On the predictive value of experiments in vitro in the evaluation of the effect duration of bronchodilator drugs for local administration.

Six bronchodilating beta-adrenoceptor agonists, clinically documented with respect to the duration of action after inhalation, were included in this study in vitro on the guinea-pig trachea. Relaxation of carbachol contracted trachea strip preparations and inhibition of contraction of a vagus nerve-tracheal tube preparation were measured. The relaxing effects of salbutamol and fenoterol (both with relatively short duration in man) were rapid in onset and easily reversed by washing in a drug-free medium. The relaxation by salmeterol (long duration) and D2343 (intermediate duration) developed more slowly, resisted washing but was reversed by propranolol.

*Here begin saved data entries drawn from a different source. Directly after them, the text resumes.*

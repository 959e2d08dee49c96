//! Domain services.
//!
//! Each service borrows the store for the duration of one call; handlers
//! build them from [`crate::AppState`] per request.

pub mod codes;
pub mod contracts;
pub mod history;
pub mod schedule;

pub use codes::{CodeGenerator, SequentialCodeGenerator};
pub use contracts::{find_contract, ContractService};
pub use history::HistoryService;
pub use schedule::ScheduleGenerator;
//! Contract handlers, shared by both loan products.
//!
//! Every handler is generic over [`Loan`]; the router instantiates them once
//! for `CreditLoan` under `/v1/credit-loans` and once for `InstallmentLoan`
//! under `/v1/installment-loans`.

use std::sync::Arc;

use axum::extract::{Path, Query, State};
use axum::http::StatusCode;
use axum::Json;
use serde::Deserialize;

use tindung_core::{ContractCode, Loan, LoanKind, PaymentStatus};

use super::{ApiResponse, CountResponse};
use crate::error::ApiError;
use crate::state::AppState;

/// List query parameters.
#[derive(Debug, Deserialize)]
pub struct ListLoansQuery {
    /// Records to skip (default: 0).
    #[serde(default)]
    pub skip: usize,
    /// Maximum records to return.
    pub limit: Option<usize>,
    /// Only return contracts with this status. Pagination does not apply.
    pub status: Option<PaymentStatus>,
}

/// Count query parameters.
#[derive(Debug, Deserialize)]
pub struct CountLoansQuery {
    /// Only count contracts with this status.
    pub status: Option<PaymentStatus>,
}

fn label<L: Loan>() -> &'static str {
    match L::KIND {
        LoanKind::Credit => "credit loan",
        LoanKind::Installment => "installment loan",
    }
}

fn not_found<L: Loan>(code: &ContractCode) -> ApiError {
    ApiError::NotFound(format!("{} not found: {code}", label::<L>()))
}

/// `POST /v1/{product}`
pub async fn create<L: Loan>(
    State(state): State<Arc<AppState>>,
    Json(draft): Json<L::Draft>,
) -> Result<(StatusCode, Json<ApiResponse<L>>), ApiError> {
    let loan = state.contracts::<L>().create(draft)?;
    Ok((
        StatusCode::CREATED,
        Json(ApiResponse::ok(format!("{} created", label::<L>()), loan)),
    ))
}

/// `GET /v1/{product}`
pub async fn list<L: Loan>(
    State(state): State<Arc<AppState>>,
    Query(query): Query<ListLoansQuery>,
) -> Result<Json<ApiResponse<Vec<L>>>, ApiError> {
    let service = state.contracts::<L>();
    let loans = match query.status {
        Some(status) => service.list_by_status(status)?,
        None => service.list(query.skip, state.config.page_limit(query.limit))?,
    };
    Ok(Json(ApiResponse::ok(
        format!("{} {}s", loans.len(), label::<L>()),
        loans,
    )))
}

/// `GET /v1/{product}/count`
pub async fn count<L: Loan>(
    State(state): State<Arc<AppState>>,
    Query(query): Query<CountLoansQuery>,
) -> Result<Json<ApiResponse<CountResponse>>, ApiError> {
    let count = state.contracts::<L>().count(query.status)?;
    Ok(Json(ApiResponse::ok(
        format!("{} count", label::<L>()),
        CountResponse { count },
    )))
}

/// `GET /v1/{product}/:code`
pub async fn get<L: Loan>(
    State(state): State<Arc<AppState>>,
    Path(code): Path<ContractCode>,
) -> Result<Json<ApiResponse<L>>, ApiError> {
    let loan = state
        .contracts::<L>()
        .get(&code)?
        .ok_or_else(|| not_found::<L>(&code))?;
    Ok(Json(ApiResponse::ok(format!("{} found", label::<L>()), loan)))
}

/// `PUT /v1/{product}/:code` merges only the fields present in the body.
pub async fn update<L: Loan>(
    State(state): State<Arc<AppState>>,
    Path(code): Path<ContractCode>,
    Json(patch): Json<L::Patch>,
) -> Result<Json<ApiResponse<L>>, ApiError> {
    let loan = state
        .contracts::<L>()
        .update(&code, patch)?
        .ok_or_else(|| not_found::<L>(&code))?;
    Ok(Json(ApiResponse::ok(
        format!("{} updated", label::<L>()),
        loan,
    )))
}

/// `DELETE /v1/{product}/:code`
pub async fn delete<L: Loan>(
    State(state): State<Arc<AppState>>,
    Path(code): Path<ContractCode>,
) -> Result<Json<ApiResponse<()>>, ApiError> {
    if !state.contracts::<L>().delete(&code)? {
        return Err(not_found::<L>(&code));
    }
    Ok(Json(ApiResponse::ok(
        format!("{} {code} deleted", label::<L>()),
        (),
    )))
}
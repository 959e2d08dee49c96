//! Storage layer for tindung.
//!
//! This crate persists contracts and payment history behind the [`Store`]
//! trait. Two backends are provided:
//!
//! - [`MemoryStore`]: process-local maps, used by tests and as the fallback
//!   when the service is built without `RocksDB`.
//! - `RocksStore` (feature `rocksdb-backend`): column families with CBOR values.
//!
//! # Architecture
//!
//! The `RocksDB` backend uses the following column families:
//!
//! - `credit_loans`: credit loans, keyed by contract code
//! - `installment_loans`: installment loans, keyed by contract code
//! - `payment_history`: history records, keyed by big-endian id
//! - `payment_history_by_contract`: index for listing history by contract
//! - `meta`: the history sequence counter
//!
//! # Example
//!
//! ```
//! use chrono::NaiveDate;
//! use tindung_core::{ContractCode, NewHistoryRecord, PaymentStatus};
//! use tindung_store::{MemoryStore, Store};
//!
//! let store = MemoryStore::new();
//! let code: ContractCode = "TC001".parse().unwrap();
//!
//! let record = store
//!     .insert_history(NewHistoryRecord {
//!         contract_code: code.clone(),
//!         payment_date: NaiveDate::from_ymd_opt(2024, 1, 31).unwrap(),
//!         amount: 500_000,
//!         note: None,
//!         status: PaymentStatus::NotPaid,
//!         total_paid: "0".into(),
//!     })
//!     .unwrap();
//!
//! assert_eq!(store.count_history_by_contract(&code).unwrap(), 1);
//! assert_eq!(store.get_history(record.id).unwrap(), Some(record));
//! ```

#![forbid(unsafe_code)]
#![warn(missing_docs)]
#![warn(clippy::all)]
#![warn(clippy::pedantic)]

pub mod error;
pub mod keys;
pub mod memory;
#[cfg(feature = "rocksdb-backend")]
pub mod rocks;
pub mod schema;

pub use error::{Result, StoreError};
pub use memory::MemoryStore;
#[cfg(feature = "rocksdb-backend")]
pub use rocks::RocksStore;

use tindung_core::{
    Contract, ContractCode, HistoryId, HistoryRecord, LoanKind, NewHistoryRecord, PaymentStatus,
};

/// The storage trait defining all database operations.
///
/// Each method is one atomic unit of work. Contracts of the two products live
/// in disjoint tables selected by [`LoanKind`].
pub trait Store: Send + Sync {
    // =========================================================================
    // Contract Operations
    // =========================================================================

    /// Insert a new contract.
    ///
    /// # Errors
    ///
    /// Returns `StoreError::Conflict` if a contract with the same code exists.
    fn insert_contract(&self, contract: &Contract) -> Result<()>;

    /// Insert or replace a contract.
    ///
    /// # Errors
    ///
    /// Returns an error if the database operation fails.
    fn put_contract(&self, contract: &Contract) -> Result<()>;

    /// Get a contract by code from the given product's table.
    ///
    /// # Errors
    ///
    /// Returns an error if the database operation fails.
    fn get_contract(&self, kind: LoanKind, code: &ContractCode) -> Result<Option<Contract>>;

    /// Delete a contract. Returns whether it existed.
    ///
    /// # Errors
    ///
    /// Returns an error if the database operation fails.
    fn delete_contract(&self, kind: LoanKind, code: &ContractCode) -> Result<bool>;

    /// List contracts of one product in code order.
    ///
    /// # Errors
    ///
    /// Returns an error if the database operation fails.
    fn list_contracts(&self, kind: LoanKind, offset: usize, limit: usize)
        -> Result<Vec<Contract>>;

    /// List contracts of one product that carry `status`, in code order.
    ///
    /// # Errors
    ///
    /// Returns an error if the database operation fails.
    fn list_contracts_by_status(
        &self,
        kind: LoanKind,
        status: PaymentStatus,
    ) -> Result<Vec<Contract>>;

    /// Count contracts of one product, optionally filtered by status.
    ///
    /// # Errors
    ///
    /// Returns an error if the database operation fails.
    fn count_contracts(&self, kind: LoanKind, status: Option<PaymentStatus>) -> Result<usize>;

    /// All codes stored for one product.
    ///
    /// # Errors
    ///
    /// Returns an error if the database operation fails.
    fn contract_codes(&self, kind: LoanKind) -> Result<Vec<ContractCode>>;

    // =========================================================================
    // History Operations
    // =========================================================================

    /// Insert one history record, assigning the next id.
    ///
    /// # Errors
    ///
    /// Returns an error if the database operation fails.
    fn insert_history(&self, record: NewHistoryRecord) -> Result<HistoryRecord> {
        self.insert_history_batch(vec![record])?
            .pop()
            .ok_or_else(|| StoreError::Database("batch insert returned no record".into()))
    }

    /// Insert records in one atomic write, assigning consecutive ids in input
    /// order. On error nothing is written and no id is consumed.
    ///
    /// # Errors
    ///
    /// Returns an error if the database operation fails.
    fn insert_history_batch(&self, records: Vec<NewHistoryRecord>) -> Result<Vec<HistoryRecord>>;

    /// Get a history record by id.
    ///
    /// # Errors
    ///
    /// Returns an error if the database operation fails.
    fn get_history(&self, id: HistoryId) -> Result<Option<HistoryRecord>>;

    /// Replace an existing history record.
    ///
    /// This also moves the contract index entry when `contract_code` changed.
    ///
    /// # Errors
    ///
    /// Returns `StoreError::NotFound` if no record has this id.
    fn put_history(&self, record: &HistoryRecord) -> Result<()>;

    /// Delete a history record. Returns whether it existed.
    ///
    /// # Errors
    ///
    /// Returns an error if the database operation fails.
    fn delete_history(&self, id: HistoryId) -> Result<bool>;

    /// List history records in id order.
    ///
    /// # Errors
    ///
    /// Returns an error if the database operation fails.
    fn list_history(&self, offset: usize, limit: usize) -> Result<Vec<HistoryRecord>>;

    /// List the history of one contract in id order.
    ///
    /// # Errors
    ///
    /// Returns an error if the database operation fails.
    fn list_history_by_contract(&self, code: &ContractCode) -> Result<Vec<HistoryRecord>>;

    /// Count all history records.
    ///
    /// # Errors
    ///
    /// Returns an error if the database operation fails.
    fn count_history(&self) -> Result<usize>;

    /// Count the history records of one contract.
    ///
    /// # Errors
    ///
    /// Returns an error if the database operation fails.
    fn count_history_by_contract(&self, code: &ContractCode) -> Result<usize>;
}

Formoterol (long duration) and salmefamol (intermediate duration) showed properties between these two extremes. All test compounds inhibited the vagally-induced contractions of tracheal concentration dependently. The EC50 values for the hydrophilic compounds salbutamol and fenoterol were higher with intra- as compared with extratracheal administration. For the more lipophilic compounds formoterol, salmefamol, salmeterol and D2343, this difference was less pronounced. A high lipophilicity and a retention by the tissue in vitro of a beta-adrenoceptor agonist may be factors contributing to a long effect duration after inhalation but a further selection has to be made in vivo since metabolic and circulatory effects may influence the effect kinetics.